- **RECORDS SHOWN**:
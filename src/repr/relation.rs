/*!
# Relation Graph

[`RelationGraph`] stores a fixed vertex set and a fixed set of directed edges.
It is built once and read-only afterwards.

## Design
- Vertices are kept in a `BTreeSet` so that they enumerate in ascending order.
- Outgoing neighborhoods are kept in `BTreeSet`s so that successors enumerate in ascending order.
- In-degrees are counted once on construction.
*/

use std::collections::{BTreeMap, BTreeSet};

use fxhash::FxHashMap;
use tracing::debug;

use crate::{error::*, label::*};

use super::*;

/// A directed graph whose edge set is read as a binary relation on its vertices.
///
/// Every edge endpoint is expected to be a vertex. [`RelationGraph::new`] does not enforce
/// this, [`RelationGraph::try_new`] and [`GraphBuilder`] do.
#[derive(Clone, Debug)]
pub struct RelationGraph<V> {
    vertices: BTreeSet<V>,
    out_nbs: BTreeMap<V, BTreeSet<V>>,
    in_degrees: FxHashMap<V, NumVertices>,
    num_edges: NumEdges,
}

impl<V: Vertex> RelationGraph<V> {
    /// Creates a graph from a collection of vertices and a collection of edges.
    /// Duplicates in either collection are ignored.
    ///
    /// # Examples
    /// ```
    /// use relgraph::prelude::*;
    ///
    /// let g = RelationGraph::new([1, 2, 3], [(1, 2), (2, 3), (1, 2)]);
    /// assert_eq!(g.number_of_vertices(), 3);
    /// assert_eq!(g.number_of_edges(), 2);
    /// ```
    pub fn new<I, E>(vertices: I, edges: E) -> Self
    where
        I: IntoIterator<Item = V>,
        E: IntoIterator,
        E::Item: Into<Edge<V>>,
    {
        let vertices: BTreeSet<V> = vertices.into_iter().collect();
        let mut out_nbs: BTreeMap<V, BTreeSet<V>> = BTreeMap::new();
        let mut in_degrees: FxHashMap<V, NumVertices> = FxHashMap::default();
        let mut num_edges = 0;

        for Edge(u, v) in edges.into_iter().map(Into::<Edge<V>>::into) {
            if out_nbs.entry(u).or_default().insert(v.clone()) {
                *in_degrees.entry(v).or_default() += 1;
                num_edges += 1;
            }
        }

        debug!(
            vertices = vertices.len(),
            edges = num_edges,
            "constructed relation graph"
        );

        Self {
            vertices,
            out_nbs,
            in_degrees,
            num_edges,
        }
    }

    /// Creates a graph like [`RelationGraph::new`] but rejects edges referencing unknown vertices.
    ///
    /// # Errors
    /// Returns [`GraphError::DanglingEndpoint`] for the smallest offending edge.
    pub fn try_new<I, E>(vertices: I, edges: E) -> Result<Self, GraphError>
    where
        I: IntoIterator<Item = V>,
        E: IntoIterator,
        E::Item: Into<Edge<V>>,
    {
        let graph = Self::new(vertices, edges);
        graph.check_endpoints()?;
        Ok(graph)
    }

    /// Returns an iterator over all edges with at least one endpoint that is not a vertex
    pub fn dangling_edges(&self) -> impl Iterator<Item = Edge<&V>> + '_ {
        self.edges()
            .filter(move |Edge(u, v)| !self.has_vertex(u) || !self.has_vertex(v))
    }

    pub(crate) fn check_endpoints(&self) -> Result<(), GraphError> {
        match self.dangling_edges().next() {
            None => Ok(()),
            Some(Edge(u, v)) => {
                let endpoint = if self.has_vertex(u) { v } else { u };
                debug!(source = ?u, destination = ?v, "edge references unknown vertex");
                Err(GraphError::DanglingEndpoint {
                    edge: format!("{:?}", Edge(u, v)),
                    endpoint: format!("{endpoint:?}"),
                })
            }
        }
    }
}

impl RelationGraph<Label> {
    /// Parses vertices and edges given as text and creates a checked graph.
    ///
    /// # Errors
    /// Fails if a text is not a base-10 integer or an edge references an unknown vertex.
    ///
    /// # Examples
    /// ```
    /// use relgraph::prelude::*;
    ///
    /// let g = RelationGraph::from_text(["1", "2", "10"], [("10", "2")]).unwrap();
    /// assert!(g.has_edge(&Label::new(10), &Label::new(2)));
    ///
    /// assert!(RelationGraph::from_text(["1"], [("1", "2")]).is_err());
    /// assert!(RelationGraph::from_text(["one"], [("one", "one")]).is_err());
    /// ```
    pub fn from_text<I, E, S, T>(vertices: I, edges: E) -> Result<Self, GraphError>
    where
        I: IntoIterator<Item = S>,
        S: AsRef<str>,
        E: IntoIterator<Item = (T, T)>,
        T: AsRef<str>,
    {
        Self::try_new(labels(vertices)?, label_edges(edges)?)
    }
}

impl<V: Vertex> GraphVertexOrder for RelationGraph<V> {
    type V = V;

    fn number_of_vertices(&self) -> NumVertices {
        self.vertices.len()
    }

    fn vertices(&self) -> impl Iterator<Item = &V> + '_ {
        self.vertices.iter()
    }

    fn has_vertex(&self, u: &V) -> bool {
        self.vertices.contains(u)
    }
}

impl<V: Vertex> GraphEdgeOrder for RelationGraph<V> {
    fn number_of_edges(&self) -> NumEdges {
        self.num_edges
    }
}

impl<V: Vertex> AdjacencyList for RelationGraph<V> {
    fn successors_of<'a>(&'a self, u: &V) -> impl Iterator<Item = &'a V> + 'a {
        self.out_nbs.get(u).into_iter().flatten()
    }

    fn out_degree_of(&self, u: &V) -> NumVertices {
        self.out_nbs.get(u).map_or(0, BTreeSet::len)
    }

    fn in_degree_of(&self, u: &V) -> NumVertices {
        self.in_degrees.get(u).copied().unwrap_or(0)
    }

    // also covers sources that are not vertices
    fn edges(&self) -> impl Iterator<Item = Edge<&V>> + '_ {
        self.out_nbs
            .iter()
            .flat_map(|(u, vs)| vs.iter().map(move |v| Edge(u, v)))
    }
}

impl<V: Vertex> AdjacencyTest for RelationGraph<V> {
    fn has_edge(&self, u: &V, v: &V) -> bool {
        self.out_nbs.get(u).is_some_and(|vs| vs.contains(v))
    }
}

#[cfg(test)]
mod tests {
    use super::*;
    use itertools::Itertools;

    #[test]
    fn construction() {
        let graph = RelationGraph::new([3u32, 1, 2, 1], [(1, 2), (2, 3), (3, 3), (1, 2)]);

        assert_eq!(graph.number_of_vertices(), 3);
        assert_eq!(graph.number_of_edges(), 3);
        assert_eq!(graph.vertices().copied().collect_vec(), vec![1, 2, 3]);
        assert_eq!(
            graph.edges().map(|Edge(u, v)| (*u, *v)).collect_vec(),
            vec![(1, 2), (2, 3), (3, 3)]
        );

        assert!(graph.has_edge(&1, &2));
        assert!(!graph.has_edge(&2, &1));
        assert!(graph.has_self_loop(&3));
        assert!(!graph.has_bidirected_edge(&1, &2));
    }

    #[test]
    fn degrees() {
        let graph = RelationGraph::new([1u32, 2, 3], [(1, 2), (1, 3), (3, 3), (2, 3)]);

        assert_eq!(graph.out_degree_of(&1), 2);
        assert_eq!(graph.out_degree_of(&2), 1);
        assert_eq!(graph.in_degree_of(&1), 0);
        assert_eq!(graph.in_degree_of(&3), 3);
        assert_eq!(graph.in_degree_of(&42), 0);
        assert_eq!(graph.successors_of(&42).count(), 0);
    }

    #[test]
    fn successors_are_numeric_order() {
        let graph =
            RelationGraph::from_text(["1", "2", "10", "9"], [("1", "10"), ("1", "2"), ("1", "9")])
                .unwrap();

        let succs = graph
            .successors_of(&Label::new(1))
            .map(Label::as_str)
            .collect_vec();
        assert_eq!(succs, vec!["2", "9", "10"]);
    }

    #[test]
    fn empty_graph() {
        let graph = RelationGraph::<u32>::new([], Vec::<Edge<u32>>::new());
        assert!(graph.is_empty());
        assert!(graph.is_singleton());
        assert_eq!(graph.edges().count(), 0);
    }

    #[test]
    fn dangling_endpoints() {
        let graph = RelationGraph::new([1u32, 2], [(1, 2), (2, 5), (7, 1)]);
        assert_eq!(
            graph.dangling_edges().map(|Edge(u, v)| (*u, *v)).collect_vec(),
            vec![(2, 5), (7, 1)]
        );

        let err = RelationGraph::try_new([1u32, 2], [(1, 2), (2, 5)]).unwrap_err();
        assert_eq!(
            err,
            GraphError::DanglingEndpoint {
                edge: "(2,5)".into(),
                endpoint: "5".into()
            }
        );
        assert_eq!(err.to_string(), "edge (2,5) references unknown vertex 5");

        assert!(RelationGraph::try_new([1u32, 2], [(1, 2)]).is_ok());
    }

    #[test]
    fn label_errors_propagate() {
        let err = RelationGraph::from_text(["1", "b"], [("1", "1")]).unwrap_err();
        assert!(matches!(err, GraphError::Label(LabelError::NotAnInteger { .. })));
    }
}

- **WHAT YOU NEED TO DO**: Your answer should consist of the lines above that hold the word "impl", copied exactly.

- **RESPONSE TO THIS TASK**:
impl<V: Vertex> RelationGraph<V> {
    pub fn dangling_edges(&self) -> impl Iterator<Item = Edge<&V>> + '_ {
impl RelationGraph<Label> {
impl<V: Vertex> GraphVertexOrder for RelationGraph<V> {
    fn vertices(&self) -> impl Iterator<Item = &V> + '_ {
impl<V: Vertex> GraphEdgeOrder for RelationGraph<V> {
impl<V: Vertex> AdjacencyList for RelationGraph<V> {
    fn successors_of<'a>(&'a self, u: &V) -> impl Iterator<Item = &'a V> + 'a {
    fn edges(&self) -> impl Iterator<Item = Edge<&V>> + '_ {
impl<V: Vertex> AdjacencyTest for RelationGraph<V> {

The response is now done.